◆ **Task**
Output only the lines below that start at the line containing "to serialize JSON" and end at the line containing "pub enum ConfigError", with both ends kept.

◆ **Exercise data**

[Start of Attachment]

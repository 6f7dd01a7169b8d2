use std::io;

use thiserror::Error;

use crate::store::StoreError;

use super::pattern::PatternError;

/// Failures the cache recovers from on its own.
///
/// None of these ever reach the client. They are logged and handed to the
/// configured error hook, if any.
#[derive(Debug, Error)]
pub enum CacheError {
    /// The store reported a connection failure; caching is off until it reconnects.
    #[error("cache store unreachable: {0}")]
    Connection(StoreError),

    /// A lookup failed and was treated as a miss.
    #[error("cache read failed: {0}")]
    Read(StoreError),

    /// Storing a response failed; the response was sent regardless.
    #[error("cache write failed: {0}")]
    Write(StoreError),

    #[error("failed to serialize JSON body: {0}")]
    Serialize(#[from] serde_json::Error),

    #[error("failed to read streaming body: {0}")]
    Drain(#[from] io::Error),
}

/// Invalid cache configuration, reported once at startup.
#[derive(Debug, Error)]
pub enum ConfigError {
    #[error("invalid route pattern {pattern:?}: {source}")]
    Pattern {
        pattern: String,
        #[source]
        source: PatternError,
    },

    #[error("{option} must be at least one second")]
    TtlTooShort { option: &'static str },

    #[error("invalid cache settings: {0}")]
    Settings(#[from] serde_json::Error),
}
//! Capturing downstream responses and storing them.

use std::io;
use std::time::Duration;

use bytes::Bytes;
use tracing::debug;

use crate::http::body::{self, Body};
use crate::http::{Method, Response, StatusCode};
use crate::store::CacheStore;

use super::error::CacheError;
use super::keys::TierKeys;

const JSON_MIME: &str = "application/json";

/// A response body in storable form, plus the type to store beside it.
#[derive(Debug, Clone, PartialEq, Eq)]
pub struct Capture {
    pub body: Bytes,
    pub content_type: Option<String>,
}

/// Turns the downstream response into a [`Capture`], if it may be cached.
///
/// Only successful (`200`) `GET` responses with a body qualify. Text and
/// binary bodies are taken as they are, JSON values are serialized when the
/// response declares `application/json`, and streams are drained first, with
/// the drained bytes put back into `response` so the client still receives
/// them. Anything else, or anything over `max_length` bytes, yields `None`.
///
/// # Errors
///
/// [`CacheError::Serialize`] if a JSON body fails to serialize and
/// [`CacheError::Drain`] if a stream fails mid-read. In the latter case the
/// response body becomes a stream that replays the bytes read so far and then
/// fails the same way, so the response is sent exactly as it would have been.
pub async fn capture(
    method: &Method,
    response: &mut Response,
    max_length: Option<usize>,
) -> Result<Option<Capture>, CacheError> {
    if !method.is_cacheable()
        || response.status() != StatusCode::Ok
        || !response.body_ref().is_present()
    {
        return Ok(None);
    }

    if response.body_ref().is_stream() {
        if let Body::Stream(stream) = response.take_body() {
            match body::drain(stream).await {
                Ok(bytes) => response.set_body(bytes),
                Err((e, partial)) => {
                    let replay = io::Error::new(e.kind(), e.to_string());
                    response.set_body(Body::Stream(body::truncated(partial, replay)));
                    return Err(CacheError::Drain(e));
                }
            }
        }
    }

    let bytes = match response.body_ref() {
        Body::Text(text) => Bytes::copy_from_slice(text.as_bytes()),
        Body::Binary(bytes) => bytes.clone(),
        Body::Json(value) if response.mime_type() == Some(JSON_MIME) => {
            Bytes::from(serde_json::to_vec(value)?)
        }
        _ => return Ok(None),
    };

    if let Some(max) = max_length.filter(|max| bytes.len() > *max) {
        debug!(len = bytes.len(), max, "response too large to cache");
        return Ok(None);
    }

    Ok(Some(Capture {
        body: bytes,
        content_type: response.content_type().map(str::to_owned),
    }))
}

/// Stores `capture` under `keys`, value first, then its type with the same TTL.
pub async fn write(
    store: &dyn CacheStore,
    keys: &TierKeys,
    capture: &Capture,
    ttl: Duration,
) -> Result<(), CacheError> {
    store
        .set_ex(&keys.value, ttl, capture.body.clone())
        .await
        .map_err(CacheError::Write)?;

    if let Some(content_type) = &capture.content_type {
        store
            .set_ex(&keys.content_type, ttl, Bytes::from(content_type.clone()))
            .await
            .map_err(CacheError::Write)?;
    }

    debug!(key = %keys.value, ttl_secs = ttl.as_secs(), "response cached");
    Ok(())
}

[End of Attachment]

◆ **Reply to the task**
    #[error("failed to serialize JSON body: {0}")]
    Serialize(#[from] serde_json::Error),

    #[error("failed to read streaming body: {0}")]
    Drain(#[from] io::Error),
}

/// Invalid cache configuration, reported once at startup.
#[derive(Debug, Error)]
pub enum ConfigError {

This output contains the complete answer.